Il report valuta la direzione strategica della piattaforma, ma i dati di adozione non dimostrano l’impatto sui tassi di conversione
La valutazione di Forrester pubblicata lo scorso 17 agosto conferma Optimizely come Leader e Customer Favorite nella categoria Experience Optimization Solutions. I riconoscimenti arrivano con i punteggi più alti possibili in visione, innovazione, roadmap e partner ecosystem. Nel frattempo, quasi 1.700 aziende hanno costruito oltre 4.000 agenti AI eseguiti più di 172.000 volte tra sperimentazione, esecuzione campagne, produzione contenuti e reporting. Eppure nessuno di questi numeri risponde alla domanda che conta davvero per chi ottimizza i tassi di conversione: quante di quelle esecuzioni hanno portato a decisioni migliori sui test? Il riconoscimento di un analista non è una metrica di conversione.
Leader, ma a che pro?
Secondo Forrester, Optimizely ha ricevuto i punteggi più alti possibili nei criteri di visione, innovazione, roadmap e partner ecosystem. È stata anche nominata Customer Favorite, un riconoscimento basato sul feedback dei clienti tra i vendor valutati. La visione, scrive il report, è “chiaramente focalizzata sull’AI con una ridefinizione dei layer di esperienza EO, incluso l’esperienza agentica oltre il cliente e il marketing”. Si tratta di un giudizio sulla direzione strategica, non sulla capacità di produrre risultati misurabili.

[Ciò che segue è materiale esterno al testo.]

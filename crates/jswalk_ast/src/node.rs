//! The `Node` sum type and its kind discriminant.
//!
//! Every concrete node struct has exactly one `Node` variant wrapping an arena
//! reference to it, and one matching `NodeKind`. Both enums are generated from
//! a single list so they cannot drift apart.

use serde::{Deserialize, Serialize};

use crate::Span;
use crate::declaration::*;
use crate::expression::*;
use crate::statement::*;

macro_rules! define_nodes {
    ($($variant:ident($ty:ty)),* $(,)?) => {
        /// A reference to any node of the tree.
        ///
        /// `Node` is `Copy`: it is a tagged pointer into the arena that owns
        /// the tree, so passing it around never clones the underlying struct.
        #[derive(Debug, Clone, Copy, Serialize)]
        #[serde(tag = "type")]
        pub enum Node<'a> {
            $($variant(&'a $ty),)*
        }

        /// The kind of a [`Node`], without its payload.
        ///
        /// Serializes and displays as the PascalCase variant name.
        #[derive(
            Debug, Clone, Copy, PartialEq, Eq, Hash, PartialOrd, Ord, Serialize, Deserialize,
        )]
        pub enum NodeKind {
            $($variant,)*
        }

        impl<'a> Node<'a> {
            /// Returns the kind of this node.
            #[inline]
            pub const fn kind(&self) -> NodeKind {
                match self {
                    $(Node::$variant(_) => NodeKind::$variant,)*
                }
            }

            /// Returns the source span of this node.
            #[inline]
            pub fn span(&self) -> Span {
                match self {
                    $(Node::$variant(node) => node.span,)*
                }
            }
        }

        impl NodeKind {
            /// Every node kind, in declaration order.
            pub const ALL: &'static [NodeKind] = &[$(NodeKind::$variant,)*];

            /// Returns the PascalCase name of this kind.
            pub const fn as_str(&self) -> &'static str {
                match self {
                    $(NodeKind::$variant => stringify!($variant),)*
                }
            }
        }

        $(
            impl<'a> From<&'a $ty> for Node<'a> {
                #[inline]
                fn from(node: &'a $ty) -> Self {
                    Node::$variant(node)
                }
            }
        )*
    };
}

define_nodes! {
    Program(Program<'a>),

    // Statements
    BadStatement(BadStatement),
    BlockStatement(BlockStatement<'a>),
    BranchStatement(BranchStatement<'a>),
    CaseStatement(CaseStatement<'a>),
    CatchStatement(CatchStatement<'a>),
    DebuggerStatement(DebuggerStatement),
    DoWhileStatement(DoWhileStatement<'a>),
    EmptyStatement(EmptyStatement),
    ExpressionStatement(ExpressionStatement<'a>),
    ForInStatement(ForInStatement<'a>),
    ForOfStatement(ForOfStatement<'a>),
    ForStatement(ForStatement<'a>),
    IfStatement(IfStatement<'a>),
    LabelledStatement(LabelledStatement<'a>),
    ReturnStatement(ReturnStatement<'a>),
    SwitchStatement(SwitchStatement<'a>),
    ThrowStatement(ThrowStatement<'a>),
    TryStatement(TryStatement<'a>),
    VariableStatement(VariableStatement<'a>),
    LexicalDeclaration(LexicalDeclaration<'a>),
    WhileStatement(WhileStatement<'a>),
    WithStatement(WithStatement<'a>),
    FunctionDeclaration(FunctionDeclaration<'a>),
    ClassDeclaration(ClassDeclaration<'a>),

    // Expressions
    Binding(Binding<'a>),
    YieldExpression(YieldExpression<'a>),
    AwaitExpression(AwaitExpression<'a>),
    ArrayLiteral(ArrayLiteral<'a>),
    ArrayPattern(ArrayPattern<'a>),
    AssignExpression(AssignExpression<'a>),
    BadExpression(BadExpression),
    BinaryExpression(BinaryExpression<'a>),
    BracketExpression(BracketExpression<'a>),
    CallExpression(CallExpression<'a>),
    ConditionalExpression(ConditionalExpression<'a>),
    DotExpression(DotExpression<'a>),
    PrivateDotExpression(PrivateDotExpression<'a>),
    OptionalChain(OptionalChain<'a>),
    Optional(Optional<'a>),
    FunctionLiteral(FunctionLiteral<'a>),
    ClassLiteral(ClassLiteral<'a>),
    ExpressionBody(ExpressionBody<'a>),
    ArrowFunctionLiteral(ArrowFunctionLiteral<'a>),
    Identifier(Identifier<'a>),
    PrivateIdentifier(PrivateIdentifier<'a>),
    NewExpression(NewExpression<'a>),
    NullLiteral(NullLiteral),
    BooleanLiteral(BooleanLiteral),
    NumberLiteral(NumberLiteral<'a>),
    StringLiteral(StringLiteral<'a>),
    RegExpLiteral(RegExpLiteral<'a>),
    ObjectLiteral(ObjectLiteral<'a>),
    ObjectPattern(ObjectPattern<'a>),
    ParameterList(ParameterList<'a>),
    PropertyShort(PropertyShort<'a>),
    PropertyKeyed(PropertyKeyed<'a>),
    SpreadElement(SpreadElement<'a>),
    SequenceExpression(SequenceExpression<'a>),
    TemplateElement(TemplateElement<'a>),
    TemplateLiteral(TemplateLiteral<'a>),
    ThisExpression(ThisExpression),
    SuperExpression(SuperExpression),
    UnaryExpression(UnaryExpression<'a>),
    MetaProperty(MetaProperty<'a>),

    // Declarations and class members
    VariableDeclaration(VariableDeclaration<'a>),
    FieldDefinition(FieldDefinition<'a>),
    MethodDefinition(MethodDefinition<'a>),
    ClassStaticBlock(ClassStaticBlock<'a>),

    // `for` headers
    ForLoopInitializerExpression(ForLoopInitializerExpression<'a>),
    ForLoopInitializerVarDeclList(ForLoopInitializerVarDeclList<'a>),
    ForLoopInitializerLexicalDecl(ForLoopInitializerLexicalDecl<'a>),
    ForIntoVar(ForIntoVar<'a>),
    ForDeclaration(ForDeclaration<'a>),
    ForIntoExpression(ForIntoExpression<'a>),

    // Parser extensions
    Extension(ExtensionNode<'a>),
}

impl NodeKind {
    /// Returns true if nodes of this kind never have child nodes.
    #[inline]
    pub const fn is_leaf(&self) -> bool {
        matches!(
            self,
            NodeKind::BadStatement
                | NodeKind::BranchStatement
                | NodeKind::DebuggerStatement
                | NodeKind::EmptyStatement
                | NodeKind::BadExpression
                | NodeKind::Identifier
                | NodeKind::PrivateIdentifier
                | NodeKind::NullLiteral
                | NodeKind::BooleanLiteral
                | NodeKind::NumberLiteral
                | NodeKind::StringLiteral
                | NodeKind::RegExpLiteral
                | NodeKind::TemplateElement
                | NodeKind::ThisExpression
                | NodeKind::SuperExpression
                | NodeKind::MetaProperty
        )
    }

    /// Returns true if this kind appears in statement position.
    #[inline]
    pub const fn is_statement(&self) -> bool {
        matches!(
            self,
            NodeKind::BadStatement
                | NodeKind::BlockStatement
                | NodeKind::BranchStatement
                | NodeKind::CaseStatement
                | NodeKind::CatchStatement
                | NodeKind::DebuggerStatement
                | NodeKind::DoWhileStatement
                | NodeKind::EmptyStatement
                | NodeKind::ExpressionStatement
                | NodeKind::ForInStatement
                | NodeKind::ForOfStatement
                | NodeKind::ForStatement
                | NodeKind::IfStatement
                | NodeKind::LabelledStatement
                | NodeKind::ReturnStatement
                | NodeKind::SwitchStatement
                | NodeKind::ThrowStatement
                | NodeKind::TryStatement
                | NodeKind::VariableStatement
                | NodeKind::LexicalDeclaration
                | NodeKind::WhileStatement
                | NodeKind::WithStatement
                | NodeKind::FunctionDeclaration
                | NodeKind::ClassDeclaration
        )
    }
}

impl std::fmt::Display for NodeKind {
    fn fmt(&self, f: &mut std::fmt::Formatter<'_>) -> std::fmt::Result {
        f.write_str(self.as_str())
    }
}

impl std::fmt::Display for Node<'_> {
    fn fmt(&self, f: &mut std::fmt::Formatter<'_>) -> std::fmt::Result {
        let span = self.span();
        match self {
            Node::Identifier(ident) => write!(f, "Identifier({})", ident.name),
            Node::PrivateIdentifier(ident) => write!(f, "PrivateIdentifier(#{})", ident.name),
            Node::NumberLiteral(lit) => write!(f, "NumberLiteral({})", lit.literal),
            Node::StringLiteral(lit) => write!(f, "StringLiteral({})", lit.literal),
            Node::BinaryExpression(expr) => write!(f, "BinaryExpression({})", expr.operator),
            Node::AssignExpression(expr) => write!(f, "AssignExpression({})", expr.operator),
            Node::UnaryExpression(expr) => write!(f, "UnaryExpression({})", expr.operator),
            Node::Extension(ext) => write!(f, "Extension({})", ext.type_name),
            _ => write!(f, "{}@{}..{}", self.kind(), span.start, span.end),
        }
    }
}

Già nell’ottobre del 2024 Optimizely era stata nominata Leader nel The Forrester Wave™: Experience Optimization Solutions, Q4 2024. Secondo il report di Forrester, la visione di una piattaforma unificata tramite Optimizely One dava un vantaggio competitivo, aiutando i clienti a pianificare, creare e ottimizzare le esperienze end to end. Il percorso è coerente. Ma i riconoscimenti non rispondono alla domanda pratica: quante di quelle aziende hanno ottenuto risultati misurabili in termini di conversione, ricavo per utente o qualità delle decisioni di prodotto? I titoli misurano il posizionamento, non l’impatto. Passiamo ai numeri di adozione.
Cosa dicono davvero 4.000 agenti e 172.000 esecuzioni
Il passaggio dai riconoscimenti ai numeri di utilizzo è inevitabile. Quasi 1.700 aziende che usano Optimizely Opal hanno costruito oltre 4.000 agenti AI unici sulla piattaforma, eseguiti più di 172.000 volte tra sperimentazione, esecuzione campagne, produzione contenuti e reporting. Sono cifre che descrivono un’adozione reale, non un progetto pilota. Ma il volume di esecuzioni misura l’automazione, non la qualità delle decisioni.

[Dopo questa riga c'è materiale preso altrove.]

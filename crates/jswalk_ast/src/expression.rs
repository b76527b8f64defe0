//! Expression, pattern and literal nodes.

use serde::Serialize;

use crate::{Node, Span};

/// A single declarator or parameter: `target = initializer`.
#[derive(Debug, Clone, Copy, Serialize)]
pub struct Binding<'a> {
    pub span: Span,
    pub target: Node<'a>,
    pub initializer: Option<Node<'a>>,
}

/// `yield argument` or `yield* argument`.
#[derive(Debug, Clone, Copy, Serialize)]
pub struct YieldExpression<'a> {
    pub span: Span,
    pub argument: Option<Node<'a>>,
    pub delegate: bool,
}

#[derive(Debug, Clone, Copy, Serialize)]
pub struct AwaitExpression<'a> {
    pub span: Span,
    pub argument: Node<'a>,
}

/// `[a, , b]`. Elisions are stored as `None`.
#[derive(Debug, Clone, Copy, Serialize)]
pub struct ArrayLiteral<'a> {
    pub span: Span,
    pub value: &'a [Option<Node<'a>>],
}

/// `[a, , b, ...rest]` in binding or assignment position.
#[derive(Debug, Clone, Copy, Serialize)]
pub struct ArrayPattern<'a> {
    pub span: Span,
    pub elements: &'a [Option<Node<'a>>],
    pub rest: Option<Node<'a>>,
}

/// `left = right`, `left += right`, ...
#[derive(Debug, Clone, Copy, Serialize)]
pub struct AssignExpression<'a> {
    pub span: Span,
    pub operator: &'a str,
    pub left: Node<'a>,
    pub right: Node<'a>,
}

/// Placeholder the parser emits for an expression it could not parse.
#[derive(Debug, Clone, Copy, Serialize)]
pub struct BadExpression {
    pub span: Span,
}

/// Arithmetic, comparison and logical operators alike.
#[derive(Debug, Clone, Copy, Serialize)]
pub struct BinaryExpression<'a> {
    pub span: Span,
    pub operator: &'a str,
    pub left: Node<'a>,
    pub right: Node<'a>,
}

/// `left[member]`
#[derive(Debug, Clone, Copy, Serialize)]
pub struct BracketExpression<'a> {
    pub span: Span,
    pub left: Node<'a>,
    pub member: Node<'a>,
}

#[derive(Debug, Clone, Copy, Serialize)]
pub struct CallExpression<'a> {
    pub span: Span,
    pub callee: Node<'a>,
    pub arguments: &'a [Node<'a>],
}

/// `test ? consequent : alternate`
#[derive(Debug, Clone, Copy, Serialize)]
pub struct ConditionalExpression<'a> {
    pub span: Span,
    pub test: Node<'a>,
    pub consequent: Node<'a>,
    pub alternate: Node<'a>,
}

/// `left.property`. The property name is static and not a child node.
#[derive(Debug, Clone, Copy, Serialize)]
pub struct DotExpression<'a> {
    pub span: Span,
    pub left: Node<'a>,
    pub property: &'a str,
}

/// `left.#property`
#[derive(Debug, Clone, Copy, Serialize)]
pub struct PrivateDotExpression<'a> {
    pub span: Span,
    pub left: Node<'a>,
    pub property: &'a str,
}

/// The outermost expression of an optional chain such as `a?.b.c`.
#[derive(Debug, Clone, Copy, Serialize)]
pub struct OptionalChain<'a> {
    pub span: Span,
    pub expression: Node<'a>,
}

/// A single `?.` link inside an [`OptionalChain`].
#[derive(Debug, Clone, Copy, Serialize)]
pub struct Optional<'a> {
    pub span: Span,
    pub expression: Node<'a>,
}

/// `function name(params) { body }` in expression or declaration position.
#[derive(Debug, Clone, Copy, Serialize)]
#[serde(rename_all = "camelCase")]
pub struct FunctionLiteral<'a> {
    pub span: Span,
    pub name: Option<&'a str>,
    pub parameter_list: Node<'a>,
    pub body: Node<'a>,
    pub is_async: bool,
    pub is_generator: bool,
}

/// `class name extends super_class { body }`
#[derive(Debug, Clone, Copy, Serialize)]
#[serde(rename_all = "camelCase")]
pub struct ClassLiteral<'a> {
    pub span: Span,
    pub name: Option<&'a str>,
    pub super_class: Option<Node<'a>>,
    pub body: &'a [Node<'a>],
}

/// Concise body of an arrow function: `x => expression`.
#[derive(Debug, Clone, Copy, Serialize)]
pub struct ExpressionBody<'a> {
    pub span: Span,
    pub expression: Node<'a>,
}

/// `(params) => body`, where `body` is a block or an [`ExpressionBody`].
#[derive(Debug, Clone, Copy, Serialize)]
#[serde(rename_all = "camelCase")]
pub struct ArrowFunctionLiteral<'a> {
    pub span: Span,
    pub parameter_list: Node<'a>,
    pub body: Node<'a>,
    pub is_async: bool,
}

#[derive(Debug, Clone, Copy, Serialize)]
pub struct Identifier<'a> {
    pub span: Span,
    pub name: &'a str,
}

/// `#name` inside a class body.
#[derive(Debug, Clone, Copy, Serialize)]
pub struct PrivateIdentifier<'a> {
    pub span: Span,
    pub name: &'a str,
}

#[derive(Debug, Clone, Copy, Serialize)]
pub struct NewExpression<'a> {
    pub span: Span,
    pub callee: Node<'a>,
    pub arguments: &'a [Node<'a>],
}

#[derive(Debug, Clone, Copy, Serialize)]
pub struct NullLiteral {
    pub span: Span,
}

#[derive(Debug, Clone, Copy, Serialize)]
pub struct BooleanLiteral {
    pub span: Span,
    pub value: bool,
}

/// A numeric literal with its raw text and parsed value.
#[derive(Debug, Clone, Copy, Serialize)]
pub struct NumberLiteral<'a> {
    pub span: Span,
    pub literal: &'a str,
    pub value: f64,
}

#[derive(Debug, Clone, Copy, Serialize)]
pub struct StringLiteral<'a> {
    pub span: Span,
    pub literal: &'a str,
    pub value: &'a str,
}

/// `/pattern/flags`
#[derive(Debug, Clone, Copy, Serialize)]
pub struct RegExpLiteral<'a> {
    pub span: Span,
    pub pattern: &'a str,
    pub flags: &'a str,
}

/// `{ a, b: 1, ...rest }`; `value` holds property nodes in source order.
#[derive(Debug, Clone, Copy, Serialize)]
pub struct ObjectLiteral<'a> {
    pub span: Span,
    pub value: &'a [Node<'a>],
}

#[derive(Debug, Clone, Copy, Serialize)]
pub struct ObjectPattern<'a> {
    pub span: Span,
    pub properties: &'a [Node<'a>],
    pub rest: Option<Node<'a>>,
}

/// Formal parameters of a function: one [`Binding`] per parameter plus an
/// optional rest target.
#[derive(Debug, Clone, Copy, Serialize)]
pub struct ParameterList<'a> {
    pub span: Span,
    pub list: &'a [Node<'a>],
    pub rest: Option<Node<'a>>,
}

/// Shorthand property `{ name }` or `{ name = initializer }` in a pattern.
#[derive(Debug, Clone, Copy, Serialize)]
pub struct PropertyShort<'a> {
    pub span: Span,
    pub name: &'a str,
    pub initializer: Option<Node<'a>>,
}

/// How a [`PropertyKeyed`] defines its value.
#[derive(Debug, Clone, Copy, PartialEq, Eq, Hash, Serialize)]
#[serde(rename_all = "lowercase")]
pub enum PropertyKind {
    Value,
    Get,
    Set,
    Method,
}

/// `key: value`, `get key() {}`, `[computed]: value`, ...
#[derive(Debug, Clone, Copy, Serialize)]
pub struct PropertyKeyed<'a> {
    pub span: Span,
    pub key: Node<'a>,
    pub kind: PropertyKind,
    pub computed: bool,
    pub value: Node<'a>,
}

/// `...expression` in array literals, call arguments and object literals.
#[derive(Debug, Clone, Copy, Serialize)]
pub struct SpreadElement<'a> {
    pub span: Span,
    pub expression: Node<'a>,
}

/// `a, b, c`
#[derive(Debug, Clone, Copy, Serialize)]
pub struct SequenceExpression<'a> {
    pub span: Span,
    pub sequence: &'a [Node<'a>],
}

/// A literal chunk of a template: the text between interpolations.
#[derive(Debug, Clone, Copy, Serialize)]
pub struct TemplateElement<'a> {
    pub span: Span,
    pub literal: &'a str,
    pub cooked: Option<&'a str>,
}

/// `` tag`chunk ${expr} chunk` ``.
///
/// `elements` holds the literal chunks and `expressions` the interpolations,
/// each in source order.
#[derive(Debug, Clone, Copy, Serialize)]
pub struct TemplateLiteral<'a> {
    pub span: Span,
    pub tag: Option<Node<'a>>,
    pub elements: &'a [Node<'a>],
    pub expressions: &'a [Node<'a>],
}

#[derive(Debug, Clone, Copy, Serialize)]
pub struct ThisExpression {
    pub span: Span,
}

#[derive(Debug, Clone, Copy, Serialize)]
pub struct SuperExpression {
    pub span: Span,
}

/// Prefix and postfix unary operators, including `++`/`--`.
#[derive(Debug, Clone, Copy, Serialize)]
pub struct UnaryExpression<'a> {
    pub span: Span,
    pub operator: &'a str,
    pub postfix: bool,
    pub operand: Node<'a>,
}

/// `new.target` or `import.meta`.
#[derive(Debug, Clone, Copy, Serialize)]
pub struct MetaProperty<'a> {
    pub span: Span,
    pub meta: &'a str,
    pub property: &'a str,
}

In CRO, un test A/B ha senso solo se produce un risultato significativo su un campione adeguato, con una differenza minima rilevabile dichiarata e un’analisi che distingue un segnale reale dal rumore statistico. Un agente AI può eseguire un test in autonomia, ma se il test non è disegnato bene — campione insufficiente, durata troppo breve, ipotesi debole — l’esecuzione non vale nulla. Quante di queste 172.000 esecuzioni hanno prodotto test con significatività statistica? Quante hanno cambiato una decisione di prodotto o una strategia di conversione? Non lo sappiamo, perché i dati disponibili non lo dicono.
Il mercato dell’Experience Optimization si è consolidato attorno alla personalizzazione basata su AI e all’AI generativa, come lo inquadra Forrester nella sua analisi della categoria. Se il mercato si è consolidato sull’AI, la domanda diventa: come si misura il valore di un esperimento agentico? Il numero di agenti costruiti è una metrica di adozione, non di impatto. Quattromila agenti possono eseguire 172.000 volte senza che una sola di quelle esecuzioni abbia migliorato una metrica che conta per l’azienda.

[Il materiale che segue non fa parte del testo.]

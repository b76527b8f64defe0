//! Traversal error types.

use jswalk_ast::{NodeKind, Span};
use thiserror::Error;

/// Errors that can stop a traversal.
///
/// Every variant describes a contract violation by the caller, the visitor or
/// the tree producer. None of them is transient, so the engine never retries.
#[derive(Debug, Clone, PartialEq, Eq, Error)]
pub enum WalkError {
    /// `walk` was called without a root node.
    #[error("node is absent")]
    NilNode,

    /// `walk` was called without a visitor.
    #[error("visitor is absent")]
    NilVisitor,

    /// `Visitor::enter` returned no visitor for the subtree.
    #[error("visitor enter returned no visitor for {kind} node")]
    EnterReturnedNil {
        /// Kind of the node whose `enter` failed.
        kind: NodeKind,
    },

    /// The tree contains a node the dispatch table does not cover.
    #[error("unknown node kind `{type_name}` at {}..{}", .span.start, .span.end)]
    UnknownNodeKind {
        /// Type name reported by the tree producer.
        type_name: String,
        /// Span of the offending node.
        span: Span,
    },

    /// The tree is nested deeper than the configured limit.
    #[error("maximum traversal depth of {limit} exceeded at {kind} node")]
    DepthLimitExceeded {
        /// Configured maximum depth.
        limit: usize,
        /// Kind of the first node beyond the limit.
        kind: NodeKind,
    },
}

impl WalkError {
    /// Creates an unknown node kind error.
    pub fn unknown_node_kind(type_name: impl Into<String>, span: Span) -> Self {
        Self::UnknownNodeKind {
            type_name: type_name.into(),
            span,
        }
    }

    /// Returns true if the error was raised before any visitor call.
    pub fn is_precondition(&self) -> bool {
        matches!(self, Self::NilNode | Self::NilVisitor)
    }
}

/// Errors that can occur while loading a [`WalkConfig`](crate::WalkConfig).
#[derive(Debug, Error)]
pub enum ConfigError {
    /// The configuration is not valid JSON or does not match the schema.
    #[error("Invalid walk configuration: {0}")]
    Parse(#[from] serde_json::Error),
}

#[cfg(test)]
mod tests {
    use super::*;
    use rstest::rstest;

    #[rstest]
    #[case::nil_node(WalkError::NilNode, "node is absent")]
    #[case::nil_visitor(WalkError::NilVisitor, "visitor is absent")]
    #[case::enter_returned_nil(
        WalkError::EnterReturnedNil { kind: NodeKind::IfStatement },
        "visitor enter returned no visitor for IfStatement node"
    )]
    #[case::unknown_kind(
        WalkError::unknown_node_kind("JSXElement", Span::new(3, 17)),
        "unknown node kind `JSXElement` at 3..17"
    )]
    #[case::depth_limit(
        WalkError::DepthLimitExceeded { limit: 2, kind: NodeKind::Identifier },
        "maximum traversal depth of 2 exceeded at Identifier node"
    )]
    fn test_error_messages(#[case] error: WalkError, #[case] expected: &str) {
        assert_eq!(error.to_string(), expected);
    }

    #[test]
    fn test_is_precondition() {
        assert!(WalkError::NilNode.is_precondition());
        assert!(WalkError::NilVisitor.is_precondition());
        assert!(
            !WalkError::EnterReturnedNil {
                kind: NodeKind::Program
            }
            .is_precondition()
        );
    }
}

La domanda che Forrester non ha fatto
Questo lascia una domanda scomoda che nemmeno Forrester ha affrontato: questi agenti producono test migliori o solo più test? Finché il volume di esecuzioni non viene collegato a metriche CRO reali — tasso di vincita dei test, conversione, fatturato per utente — il riconoscimento resta una promessa.
Il prossimo test è il mercato stesso. Capire se 4.000 agenti AI e 172.000 esecuzioni portano a decisioni migliori o solo a più automazione. Finché non misuriamo l’impatto sui test reali, il riconoscimento di Forrester resta una promessa.